**THE PROBLEM:** Where a line below includes the word "server", copy that line.
··· DATASET RECORDS
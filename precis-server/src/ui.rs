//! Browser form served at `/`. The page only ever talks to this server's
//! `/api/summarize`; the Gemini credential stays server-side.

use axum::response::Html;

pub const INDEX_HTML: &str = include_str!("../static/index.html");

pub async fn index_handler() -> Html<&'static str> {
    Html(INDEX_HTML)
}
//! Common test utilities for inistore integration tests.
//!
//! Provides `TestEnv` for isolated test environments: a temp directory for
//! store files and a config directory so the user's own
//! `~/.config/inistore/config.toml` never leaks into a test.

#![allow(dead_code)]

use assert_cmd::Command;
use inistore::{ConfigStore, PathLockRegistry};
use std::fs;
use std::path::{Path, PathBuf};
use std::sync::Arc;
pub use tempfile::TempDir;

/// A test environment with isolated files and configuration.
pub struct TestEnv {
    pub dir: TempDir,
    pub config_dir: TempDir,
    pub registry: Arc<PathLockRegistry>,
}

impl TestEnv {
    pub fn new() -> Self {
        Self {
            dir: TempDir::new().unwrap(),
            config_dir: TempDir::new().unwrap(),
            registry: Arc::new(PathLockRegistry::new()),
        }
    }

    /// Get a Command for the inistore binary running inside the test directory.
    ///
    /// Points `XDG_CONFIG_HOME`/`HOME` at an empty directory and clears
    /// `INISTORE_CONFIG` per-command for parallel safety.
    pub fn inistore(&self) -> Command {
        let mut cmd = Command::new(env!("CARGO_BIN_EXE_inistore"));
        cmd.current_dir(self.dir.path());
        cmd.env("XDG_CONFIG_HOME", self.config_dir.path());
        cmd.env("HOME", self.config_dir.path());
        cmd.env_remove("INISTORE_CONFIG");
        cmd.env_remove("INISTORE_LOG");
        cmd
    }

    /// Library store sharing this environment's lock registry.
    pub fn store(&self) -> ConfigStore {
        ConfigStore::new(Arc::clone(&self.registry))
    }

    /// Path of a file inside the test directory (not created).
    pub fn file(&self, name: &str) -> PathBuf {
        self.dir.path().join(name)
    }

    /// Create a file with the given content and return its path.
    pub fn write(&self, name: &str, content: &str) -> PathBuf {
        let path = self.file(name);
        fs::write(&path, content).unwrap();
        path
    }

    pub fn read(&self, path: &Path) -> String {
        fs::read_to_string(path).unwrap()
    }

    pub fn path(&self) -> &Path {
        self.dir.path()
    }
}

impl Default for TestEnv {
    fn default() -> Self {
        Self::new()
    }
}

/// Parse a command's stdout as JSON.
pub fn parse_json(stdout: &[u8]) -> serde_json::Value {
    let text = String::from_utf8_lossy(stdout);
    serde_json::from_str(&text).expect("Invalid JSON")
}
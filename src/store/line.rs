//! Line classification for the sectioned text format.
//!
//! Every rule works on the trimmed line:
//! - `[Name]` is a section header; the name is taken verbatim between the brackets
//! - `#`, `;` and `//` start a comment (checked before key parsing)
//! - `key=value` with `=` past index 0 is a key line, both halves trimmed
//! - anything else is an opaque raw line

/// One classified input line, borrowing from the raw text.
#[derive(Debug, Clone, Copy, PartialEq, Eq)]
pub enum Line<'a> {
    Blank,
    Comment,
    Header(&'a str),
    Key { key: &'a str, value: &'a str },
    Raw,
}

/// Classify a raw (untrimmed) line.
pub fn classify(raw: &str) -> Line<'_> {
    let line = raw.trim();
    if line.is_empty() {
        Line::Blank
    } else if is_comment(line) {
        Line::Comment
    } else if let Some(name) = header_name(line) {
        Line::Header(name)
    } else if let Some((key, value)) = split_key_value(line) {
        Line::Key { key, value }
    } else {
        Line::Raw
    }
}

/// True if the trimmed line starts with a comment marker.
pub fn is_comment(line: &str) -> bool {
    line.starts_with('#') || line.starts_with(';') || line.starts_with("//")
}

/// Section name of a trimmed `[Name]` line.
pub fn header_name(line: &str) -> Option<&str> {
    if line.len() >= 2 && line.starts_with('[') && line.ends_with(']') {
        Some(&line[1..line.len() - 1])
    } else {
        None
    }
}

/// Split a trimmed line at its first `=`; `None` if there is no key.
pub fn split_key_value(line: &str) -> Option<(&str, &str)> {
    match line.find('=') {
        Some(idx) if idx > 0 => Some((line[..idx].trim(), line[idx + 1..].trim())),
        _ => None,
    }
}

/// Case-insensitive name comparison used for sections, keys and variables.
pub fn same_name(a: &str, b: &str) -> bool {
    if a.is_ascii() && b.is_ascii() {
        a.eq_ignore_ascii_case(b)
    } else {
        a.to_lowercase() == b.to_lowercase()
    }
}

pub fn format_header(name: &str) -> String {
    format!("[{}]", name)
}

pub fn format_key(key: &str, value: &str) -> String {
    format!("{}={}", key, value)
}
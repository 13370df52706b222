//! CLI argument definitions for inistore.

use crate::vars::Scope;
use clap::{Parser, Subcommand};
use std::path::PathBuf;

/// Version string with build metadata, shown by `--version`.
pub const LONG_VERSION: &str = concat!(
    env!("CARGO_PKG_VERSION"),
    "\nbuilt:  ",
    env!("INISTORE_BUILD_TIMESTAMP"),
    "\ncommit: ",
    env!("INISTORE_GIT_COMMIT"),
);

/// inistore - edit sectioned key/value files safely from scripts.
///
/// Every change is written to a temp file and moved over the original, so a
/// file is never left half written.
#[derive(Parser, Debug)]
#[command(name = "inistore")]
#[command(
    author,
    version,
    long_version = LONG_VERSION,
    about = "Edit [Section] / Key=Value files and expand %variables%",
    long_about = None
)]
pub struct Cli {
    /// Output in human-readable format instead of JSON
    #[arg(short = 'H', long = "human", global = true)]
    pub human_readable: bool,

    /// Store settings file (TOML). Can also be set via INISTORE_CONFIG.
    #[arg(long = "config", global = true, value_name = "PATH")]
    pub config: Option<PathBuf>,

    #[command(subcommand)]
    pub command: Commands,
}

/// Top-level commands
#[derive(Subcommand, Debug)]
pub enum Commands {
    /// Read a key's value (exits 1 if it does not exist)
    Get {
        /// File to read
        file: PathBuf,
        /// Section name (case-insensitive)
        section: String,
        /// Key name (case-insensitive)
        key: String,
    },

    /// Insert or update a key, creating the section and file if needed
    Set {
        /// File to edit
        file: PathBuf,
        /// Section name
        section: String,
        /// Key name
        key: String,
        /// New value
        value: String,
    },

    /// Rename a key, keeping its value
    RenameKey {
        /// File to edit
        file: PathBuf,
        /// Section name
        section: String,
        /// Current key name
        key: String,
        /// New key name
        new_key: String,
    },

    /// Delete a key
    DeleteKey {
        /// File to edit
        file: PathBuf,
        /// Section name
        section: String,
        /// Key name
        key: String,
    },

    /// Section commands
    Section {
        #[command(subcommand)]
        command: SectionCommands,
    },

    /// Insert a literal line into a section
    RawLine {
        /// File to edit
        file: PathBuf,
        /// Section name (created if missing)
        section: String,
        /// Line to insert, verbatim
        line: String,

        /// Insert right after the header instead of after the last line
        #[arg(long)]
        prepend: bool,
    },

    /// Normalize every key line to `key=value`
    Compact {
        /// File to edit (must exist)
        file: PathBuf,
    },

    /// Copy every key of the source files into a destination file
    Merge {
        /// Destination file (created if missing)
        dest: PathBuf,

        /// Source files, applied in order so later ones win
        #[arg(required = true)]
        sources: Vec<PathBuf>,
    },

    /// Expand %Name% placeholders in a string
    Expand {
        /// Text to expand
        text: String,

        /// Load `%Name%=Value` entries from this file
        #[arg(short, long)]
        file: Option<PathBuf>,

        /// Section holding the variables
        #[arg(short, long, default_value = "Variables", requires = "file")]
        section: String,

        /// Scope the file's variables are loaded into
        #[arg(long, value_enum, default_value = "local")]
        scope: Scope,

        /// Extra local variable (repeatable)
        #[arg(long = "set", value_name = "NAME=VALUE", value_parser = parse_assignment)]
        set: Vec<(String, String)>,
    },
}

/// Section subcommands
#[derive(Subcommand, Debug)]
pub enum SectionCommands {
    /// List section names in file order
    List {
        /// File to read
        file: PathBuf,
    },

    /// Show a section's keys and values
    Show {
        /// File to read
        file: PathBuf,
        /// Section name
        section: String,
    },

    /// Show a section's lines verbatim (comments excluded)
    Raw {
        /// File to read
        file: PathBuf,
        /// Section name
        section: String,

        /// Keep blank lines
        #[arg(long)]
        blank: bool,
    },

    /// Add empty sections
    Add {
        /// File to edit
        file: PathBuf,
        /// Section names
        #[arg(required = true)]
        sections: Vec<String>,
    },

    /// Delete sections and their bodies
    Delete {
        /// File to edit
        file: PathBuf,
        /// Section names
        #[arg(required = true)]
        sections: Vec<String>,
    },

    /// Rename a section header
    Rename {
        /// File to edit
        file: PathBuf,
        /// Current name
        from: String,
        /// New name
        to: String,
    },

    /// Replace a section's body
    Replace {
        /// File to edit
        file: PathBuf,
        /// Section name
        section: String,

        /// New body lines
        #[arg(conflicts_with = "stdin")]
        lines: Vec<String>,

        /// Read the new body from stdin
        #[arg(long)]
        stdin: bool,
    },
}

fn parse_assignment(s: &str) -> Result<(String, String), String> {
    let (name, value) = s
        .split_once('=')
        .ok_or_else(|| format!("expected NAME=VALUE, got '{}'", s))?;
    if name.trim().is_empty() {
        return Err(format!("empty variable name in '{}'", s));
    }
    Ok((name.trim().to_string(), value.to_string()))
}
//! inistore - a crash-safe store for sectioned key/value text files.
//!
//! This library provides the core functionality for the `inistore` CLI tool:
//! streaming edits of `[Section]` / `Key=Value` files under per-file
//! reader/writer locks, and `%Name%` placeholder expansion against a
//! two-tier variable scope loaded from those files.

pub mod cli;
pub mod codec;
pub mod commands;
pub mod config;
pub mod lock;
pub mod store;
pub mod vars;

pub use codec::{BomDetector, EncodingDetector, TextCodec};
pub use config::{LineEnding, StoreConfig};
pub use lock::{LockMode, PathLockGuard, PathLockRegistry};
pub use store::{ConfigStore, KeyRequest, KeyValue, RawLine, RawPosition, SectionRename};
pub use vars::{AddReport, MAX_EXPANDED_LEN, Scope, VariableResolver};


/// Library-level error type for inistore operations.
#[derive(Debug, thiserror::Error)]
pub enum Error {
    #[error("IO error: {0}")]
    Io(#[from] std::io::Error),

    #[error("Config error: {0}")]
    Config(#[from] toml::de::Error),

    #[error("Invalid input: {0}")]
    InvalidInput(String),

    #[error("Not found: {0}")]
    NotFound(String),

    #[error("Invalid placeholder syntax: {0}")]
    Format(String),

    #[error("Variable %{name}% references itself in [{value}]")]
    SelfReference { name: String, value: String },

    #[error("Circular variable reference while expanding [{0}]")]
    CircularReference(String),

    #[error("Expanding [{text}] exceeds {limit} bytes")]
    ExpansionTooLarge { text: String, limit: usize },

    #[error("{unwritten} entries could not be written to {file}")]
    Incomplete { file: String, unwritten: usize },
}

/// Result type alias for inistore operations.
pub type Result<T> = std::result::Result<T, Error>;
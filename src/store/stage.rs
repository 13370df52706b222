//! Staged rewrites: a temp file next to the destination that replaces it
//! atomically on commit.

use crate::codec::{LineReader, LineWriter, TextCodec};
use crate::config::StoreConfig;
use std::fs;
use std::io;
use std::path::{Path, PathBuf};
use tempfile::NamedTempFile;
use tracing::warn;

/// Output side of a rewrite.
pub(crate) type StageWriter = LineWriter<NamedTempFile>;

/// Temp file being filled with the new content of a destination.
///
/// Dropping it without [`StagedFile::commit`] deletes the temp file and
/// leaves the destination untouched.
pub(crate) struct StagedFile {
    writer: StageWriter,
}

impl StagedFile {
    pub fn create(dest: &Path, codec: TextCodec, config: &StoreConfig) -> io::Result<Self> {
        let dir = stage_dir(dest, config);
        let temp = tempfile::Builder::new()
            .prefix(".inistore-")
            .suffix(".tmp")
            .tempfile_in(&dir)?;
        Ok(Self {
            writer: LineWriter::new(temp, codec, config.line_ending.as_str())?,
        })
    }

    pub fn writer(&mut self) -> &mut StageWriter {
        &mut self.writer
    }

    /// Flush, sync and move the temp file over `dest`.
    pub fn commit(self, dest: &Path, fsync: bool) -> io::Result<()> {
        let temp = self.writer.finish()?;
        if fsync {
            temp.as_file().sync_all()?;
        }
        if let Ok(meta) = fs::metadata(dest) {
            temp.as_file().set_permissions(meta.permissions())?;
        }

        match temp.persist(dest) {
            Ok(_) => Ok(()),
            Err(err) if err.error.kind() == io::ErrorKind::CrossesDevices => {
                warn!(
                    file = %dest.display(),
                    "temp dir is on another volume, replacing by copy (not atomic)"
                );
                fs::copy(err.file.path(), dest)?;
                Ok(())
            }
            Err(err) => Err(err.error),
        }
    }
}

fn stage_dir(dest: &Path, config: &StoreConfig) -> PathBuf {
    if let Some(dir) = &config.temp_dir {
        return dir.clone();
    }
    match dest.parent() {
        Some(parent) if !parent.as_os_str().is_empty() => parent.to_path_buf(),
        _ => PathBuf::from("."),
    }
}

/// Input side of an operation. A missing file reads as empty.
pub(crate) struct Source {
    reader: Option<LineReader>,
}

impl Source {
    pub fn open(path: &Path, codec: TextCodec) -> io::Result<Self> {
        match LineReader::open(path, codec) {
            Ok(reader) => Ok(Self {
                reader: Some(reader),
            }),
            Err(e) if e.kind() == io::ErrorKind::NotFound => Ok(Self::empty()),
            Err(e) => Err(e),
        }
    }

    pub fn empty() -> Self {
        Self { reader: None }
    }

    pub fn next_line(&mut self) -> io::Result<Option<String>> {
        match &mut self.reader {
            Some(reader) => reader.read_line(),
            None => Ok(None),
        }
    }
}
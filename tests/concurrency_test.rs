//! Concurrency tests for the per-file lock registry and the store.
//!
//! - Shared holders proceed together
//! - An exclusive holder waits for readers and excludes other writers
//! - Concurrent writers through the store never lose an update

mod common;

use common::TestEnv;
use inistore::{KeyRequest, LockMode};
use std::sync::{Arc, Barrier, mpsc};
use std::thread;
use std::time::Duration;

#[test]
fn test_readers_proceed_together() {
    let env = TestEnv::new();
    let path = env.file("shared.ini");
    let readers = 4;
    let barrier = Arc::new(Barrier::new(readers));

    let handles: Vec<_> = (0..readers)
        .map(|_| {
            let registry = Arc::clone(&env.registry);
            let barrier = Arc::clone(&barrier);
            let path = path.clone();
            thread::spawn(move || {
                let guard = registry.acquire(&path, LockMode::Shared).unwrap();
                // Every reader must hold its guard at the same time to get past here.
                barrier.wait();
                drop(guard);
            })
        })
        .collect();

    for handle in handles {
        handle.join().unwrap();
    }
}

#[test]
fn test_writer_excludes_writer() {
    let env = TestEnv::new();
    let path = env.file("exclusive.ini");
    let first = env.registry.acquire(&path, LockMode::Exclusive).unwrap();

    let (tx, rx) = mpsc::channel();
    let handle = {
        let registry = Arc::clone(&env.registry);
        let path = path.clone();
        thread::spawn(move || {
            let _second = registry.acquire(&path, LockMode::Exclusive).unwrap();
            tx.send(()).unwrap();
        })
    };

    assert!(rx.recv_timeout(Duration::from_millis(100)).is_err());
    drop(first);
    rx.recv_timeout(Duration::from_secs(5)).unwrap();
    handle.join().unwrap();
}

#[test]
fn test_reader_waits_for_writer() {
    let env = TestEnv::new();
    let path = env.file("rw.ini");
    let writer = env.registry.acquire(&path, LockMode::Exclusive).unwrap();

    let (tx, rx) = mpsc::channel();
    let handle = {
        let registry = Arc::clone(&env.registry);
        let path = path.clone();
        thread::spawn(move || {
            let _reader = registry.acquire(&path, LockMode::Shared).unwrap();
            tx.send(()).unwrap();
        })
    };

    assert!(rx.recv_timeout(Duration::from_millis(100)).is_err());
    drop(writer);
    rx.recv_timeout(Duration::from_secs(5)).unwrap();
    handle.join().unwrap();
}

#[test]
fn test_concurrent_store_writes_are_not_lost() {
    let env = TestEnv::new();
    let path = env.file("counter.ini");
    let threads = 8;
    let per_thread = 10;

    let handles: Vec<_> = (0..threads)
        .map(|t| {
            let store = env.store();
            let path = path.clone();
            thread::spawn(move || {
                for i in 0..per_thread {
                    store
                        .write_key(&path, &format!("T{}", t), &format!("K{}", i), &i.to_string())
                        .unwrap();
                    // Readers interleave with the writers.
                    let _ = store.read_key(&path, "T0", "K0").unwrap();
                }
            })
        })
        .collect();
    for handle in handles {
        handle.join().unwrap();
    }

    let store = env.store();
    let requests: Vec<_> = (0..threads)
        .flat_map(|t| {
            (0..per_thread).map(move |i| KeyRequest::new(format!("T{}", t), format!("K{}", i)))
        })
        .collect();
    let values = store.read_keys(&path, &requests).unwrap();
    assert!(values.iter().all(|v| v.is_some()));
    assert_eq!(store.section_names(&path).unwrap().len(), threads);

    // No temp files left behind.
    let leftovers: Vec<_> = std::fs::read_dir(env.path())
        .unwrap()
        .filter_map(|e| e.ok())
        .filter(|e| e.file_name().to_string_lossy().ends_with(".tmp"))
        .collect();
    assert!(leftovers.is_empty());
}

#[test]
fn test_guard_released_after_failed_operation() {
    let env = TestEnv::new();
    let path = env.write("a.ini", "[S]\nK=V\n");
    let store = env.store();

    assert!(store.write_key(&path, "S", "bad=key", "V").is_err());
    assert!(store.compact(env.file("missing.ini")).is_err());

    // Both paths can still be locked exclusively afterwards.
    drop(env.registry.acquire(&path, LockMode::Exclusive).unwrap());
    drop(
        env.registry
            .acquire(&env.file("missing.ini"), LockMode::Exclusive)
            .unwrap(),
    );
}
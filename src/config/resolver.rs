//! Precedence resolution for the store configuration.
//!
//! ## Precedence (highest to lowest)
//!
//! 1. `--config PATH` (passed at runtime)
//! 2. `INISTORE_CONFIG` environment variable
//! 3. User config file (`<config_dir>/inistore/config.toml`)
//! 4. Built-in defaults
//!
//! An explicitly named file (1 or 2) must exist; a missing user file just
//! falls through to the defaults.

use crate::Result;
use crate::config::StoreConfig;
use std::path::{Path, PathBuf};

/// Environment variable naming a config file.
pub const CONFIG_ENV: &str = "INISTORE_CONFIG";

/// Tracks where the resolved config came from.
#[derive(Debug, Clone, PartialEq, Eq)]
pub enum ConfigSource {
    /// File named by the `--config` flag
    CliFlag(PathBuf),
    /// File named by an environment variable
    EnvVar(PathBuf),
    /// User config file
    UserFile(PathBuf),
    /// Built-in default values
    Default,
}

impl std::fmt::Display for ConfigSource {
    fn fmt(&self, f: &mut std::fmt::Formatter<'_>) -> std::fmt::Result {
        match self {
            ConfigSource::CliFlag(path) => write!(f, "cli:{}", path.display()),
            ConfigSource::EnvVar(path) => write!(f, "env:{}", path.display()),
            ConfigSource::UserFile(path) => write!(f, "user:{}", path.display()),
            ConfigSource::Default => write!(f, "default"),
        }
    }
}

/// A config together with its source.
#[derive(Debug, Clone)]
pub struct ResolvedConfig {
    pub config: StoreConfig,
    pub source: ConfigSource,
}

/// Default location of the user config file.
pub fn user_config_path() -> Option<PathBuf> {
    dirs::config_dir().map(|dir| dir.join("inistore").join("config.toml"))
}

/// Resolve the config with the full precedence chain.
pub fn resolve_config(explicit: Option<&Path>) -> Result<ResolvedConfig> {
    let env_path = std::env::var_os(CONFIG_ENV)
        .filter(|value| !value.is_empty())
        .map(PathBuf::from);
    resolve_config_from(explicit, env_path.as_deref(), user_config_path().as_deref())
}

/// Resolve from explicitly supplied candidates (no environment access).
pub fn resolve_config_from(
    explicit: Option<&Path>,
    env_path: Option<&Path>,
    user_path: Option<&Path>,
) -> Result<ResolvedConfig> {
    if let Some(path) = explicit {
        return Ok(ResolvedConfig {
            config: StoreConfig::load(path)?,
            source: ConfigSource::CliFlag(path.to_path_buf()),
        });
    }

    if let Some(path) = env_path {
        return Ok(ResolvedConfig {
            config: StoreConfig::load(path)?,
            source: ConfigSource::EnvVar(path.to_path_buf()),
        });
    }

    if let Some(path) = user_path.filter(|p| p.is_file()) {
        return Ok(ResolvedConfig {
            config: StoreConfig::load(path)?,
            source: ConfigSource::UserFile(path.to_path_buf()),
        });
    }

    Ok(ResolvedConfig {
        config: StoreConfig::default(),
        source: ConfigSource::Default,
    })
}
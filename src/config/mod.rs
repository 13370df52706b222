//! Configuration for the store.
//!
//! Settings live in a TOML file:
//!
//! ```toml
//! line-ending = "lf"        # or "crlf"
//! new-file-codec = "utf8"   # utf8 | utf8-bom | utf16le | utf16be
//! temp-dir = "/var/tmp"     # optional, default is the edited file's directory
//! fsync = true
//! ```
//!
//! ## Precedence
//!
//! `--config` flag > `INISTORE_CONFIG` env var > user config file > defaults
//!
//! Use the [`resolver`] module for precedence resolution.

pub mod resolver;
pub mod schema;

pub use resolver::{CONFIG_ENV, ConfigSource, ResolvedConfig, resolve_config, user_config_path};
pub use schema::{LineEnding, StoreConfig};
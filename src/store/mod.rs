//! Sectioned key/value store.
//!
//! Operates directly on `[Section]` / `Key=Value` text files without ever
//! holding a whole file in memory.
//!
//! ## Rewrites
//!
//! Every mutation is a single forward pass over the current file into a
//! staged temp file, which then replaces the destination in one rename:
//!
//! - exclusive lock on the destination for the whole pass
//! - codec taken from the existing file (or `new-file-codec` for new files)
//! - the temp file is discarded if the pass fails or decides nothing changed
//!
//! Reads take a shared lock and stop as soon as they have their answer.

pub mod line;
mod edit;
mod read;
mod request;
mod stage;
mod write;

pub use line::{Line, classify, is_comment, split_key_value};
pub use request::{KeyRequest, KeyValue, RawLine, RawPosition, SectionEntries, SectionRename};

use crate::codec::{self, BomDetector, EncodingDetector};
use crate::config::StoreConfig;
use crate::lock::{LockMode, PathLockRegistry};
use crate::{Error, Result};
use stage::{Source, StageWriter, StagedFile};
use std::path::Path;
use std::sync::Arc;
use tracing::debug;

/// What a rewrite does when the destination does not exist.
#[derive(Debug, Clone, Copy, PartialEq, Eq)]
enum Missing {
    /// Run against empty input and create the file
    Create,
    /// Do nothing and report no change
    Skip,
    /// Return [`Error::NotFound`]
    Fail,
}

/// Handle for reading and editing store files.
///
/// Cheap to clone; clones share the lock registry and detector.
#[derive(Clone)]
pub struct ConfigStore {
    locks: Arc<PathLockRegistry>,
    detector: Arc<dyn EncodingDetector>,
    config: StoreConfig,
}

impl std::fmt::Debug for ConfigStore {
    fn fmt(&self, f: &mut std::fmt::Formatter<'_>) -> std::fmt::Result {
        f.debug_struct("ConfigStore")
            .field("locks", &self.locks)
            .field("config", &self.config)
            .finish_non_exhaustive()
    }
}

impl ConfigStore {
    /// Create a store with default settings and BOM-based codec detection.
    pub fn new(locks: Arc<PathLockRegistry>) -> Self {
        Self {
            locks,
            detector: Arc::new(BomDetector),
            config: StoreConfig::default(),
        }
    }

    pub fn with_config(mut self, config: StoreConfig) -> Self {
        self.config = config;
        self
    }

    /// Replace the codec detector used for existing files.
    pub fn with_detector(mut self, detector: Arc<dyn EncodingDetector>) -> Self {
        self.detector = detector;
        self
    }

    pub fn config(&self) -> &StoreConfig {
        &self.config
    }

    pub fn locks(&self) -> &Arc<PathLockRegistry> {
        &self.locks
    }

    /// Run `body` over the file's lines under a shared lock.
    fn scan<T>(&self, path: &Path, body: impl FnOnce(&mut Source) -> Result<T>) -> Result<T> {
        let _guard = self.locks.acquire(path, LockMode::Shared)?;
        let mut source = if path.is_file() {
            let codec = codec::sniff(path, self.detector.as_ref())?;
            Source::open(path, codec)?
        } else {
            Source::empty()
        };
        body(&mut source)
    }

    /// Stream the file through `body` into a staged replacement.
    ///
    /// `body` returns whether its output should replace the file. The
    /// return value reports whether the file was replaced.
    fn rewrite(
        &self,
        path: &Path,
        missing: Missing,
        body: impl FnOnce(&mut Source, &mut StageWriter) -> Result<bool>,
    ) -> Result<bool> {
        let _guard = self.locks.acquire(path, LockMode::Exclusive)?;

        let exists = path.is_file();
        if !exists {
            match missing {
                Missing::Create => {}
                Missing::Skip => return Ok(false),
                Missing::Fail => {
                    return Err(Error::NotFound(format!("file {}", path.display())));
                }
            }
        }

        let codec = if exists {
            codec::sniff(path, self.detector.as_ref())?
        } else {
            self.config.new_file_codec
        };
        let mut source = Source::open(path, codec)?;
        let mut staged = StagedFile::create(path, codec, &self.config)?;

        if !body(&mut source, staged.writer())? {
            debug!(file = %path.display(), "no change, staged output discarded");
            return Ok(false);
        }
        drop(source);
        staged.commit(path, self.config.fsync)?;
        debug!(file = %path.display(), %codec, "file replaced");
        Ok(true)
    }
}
······
**WRITTEN SOLUTION:**
filename precis-server/src/ui.rs
//! Browser form served at `/`. The page only ever talks to this server's
//! `/api/summarize`; the Gemini credential stays server-side.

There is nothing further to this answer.